La forma más sencilla es utilizar map_partitions de Dask . Necesita estas importaciones (las necesitará pip install dask
):
import pandas as pd
import dask.dataframe as dd
from dask.multiprocessing import get
y la sintaxis es
data = <your_pandas_dataframe>
ddata = dd.from_pandas(data, npartitions=30)
def myfunc(x,y,z, ...): return <whatever>
res = ddata.map_partitions(lambda df: df.apply((lambda row: myfunc(*row)), axis=1)).compute(get=get)

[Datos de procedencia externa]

//! Session state management and send orchestration

use std::collections::HashMap;
use std::sync::{
    Arc,
    atomic::{AtomicU64, Ordering},
};
use std::time::Duration;

use colloquy_ai::{
    ChatTransport, Message, Provider, RequestOptions, ResponseFormat, StreamEvent,
    StreamingSession, UsageRecord,
};
use futures::StreamExt;
use parking_lot::Mutex;
use tokio::sync::broadcast;
use tokio_util::sync::CancellationToken;

use crate::{
    compaction::{self, CompactionConfig},
    compose::{ComposeOptions, compose},
    conversation::{CompressionPolicy, Conversation, ConversationSummary},
    error::{Error, Result},
    events::SessionEvent,
    handle::{BusyGuard, SessionHandle},
    store::Store,
    usage::UsageState,
};

/// How long a finished stream's text stays readable before it is cleared
pub const DEFAULT_STREAM_GRACE: Duration = Duration::from_millis(300);

/// Session configuration
#[derive(Debug, Clone)]
pub struct SessionConfig {
    /// Provider used for sends
    pub provider: Provider,
    /// Model identifier passed to the provider
    pub model: String,
    /// Maximum tokens per reply (provider default when unset)
    pub max_tokens: Option<u32>,
    pub temperature: f32,
    /// Inject the strict-format instruction into every request
    pub strict_mode: bool,
    /// Stream replies when the provider supports it
    pub use_streaming: bool,
    pub format: ResponseFormat,
    /// Window and block sizes; the window is shared with truncation
    pub compaction: CompactionConfig,
    pub stream_grace: Duration,
}

impl Default for SessionConfig {
    fn default() -> Self {
        Self {
            provider: Provider::GigaChat,
            model: Provider::GigaChat.default_model().to_string(),
            max_tokens: None,
            temperature: 0.0,
            strict_mode: false,
            use_streaming: false,
            format: ResponseFormat::Text,
            compaction: CompactionConfig::default(),
            stream_grace: DEFAULT_STREAM_GRACE,
        }
    }
}

/// One conversation: history, summaries, usage, and the transports it talks to
pub struct ChatSession {
    config: SessionConfig,
    policy: CompressionPolicy,
    conversation: Conversation,
    usage: UsageState,
    transports: HashMap<Provider, Arc<dyn ChatTransport>>,
    store: Arc<dyn Store>,
    streaming: Arc<Mutex<StreamingSession>>,
    stream_generation: Arc<AtomicU64>,
    event_tx: broadcast::Sender<SessionEvent>,
    handle: SessionHandle,
}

(Creo que 30 es un número adecuado de particiones si tiene 16 núcleos). Solo para completar, cronometré la diferencia en mi máquina (16 núcleos):
data = pd.DataFrame()
data['col1'] = np.random.normal(size = 1500000)
data['col2'] = np.random.normal(size = 1500000)
ddata = dd.from_pandas(data, npartitions=30)
def myfunc(x,y): return y*(x**2+1)
def apply_myfunc_to_DF(df): return df.apply((lambda row: myfunc(*row)), axis=1)
def pandas_apply(): return apply_myfunc_to_DF(data)
def dask_apply(): return ddata.map_partitions(apply_myfunc_to_DF).compute(get=get)
def vectorized(): return myfunc(data['col1'], data['col2'] )
t_pds = timeit.Timer(lambda: pandas_apply())
print(t_pds.timeit(number=1))
28.16970546543598
t_dsk = timeit.Timer(lambda: dask_apply())
print(t_dsk.timeit(number=1))
2.708152851089835
t_vec = timeit.Timer(lambda: vectorized())
print(t_vec.timeit(number=1))
0.010668013244867325
Dando un factor de 10 aceleración desde pandas aplicar a dask aplicar en particiones. Por supuesto, si tiene una función que puede vectorizar, debería hacerlo; en este caso, la función ( y*(x**2+1)
) está vectorizada trivialmente, pero hay muchas cosas que son imposibles de vectorizar.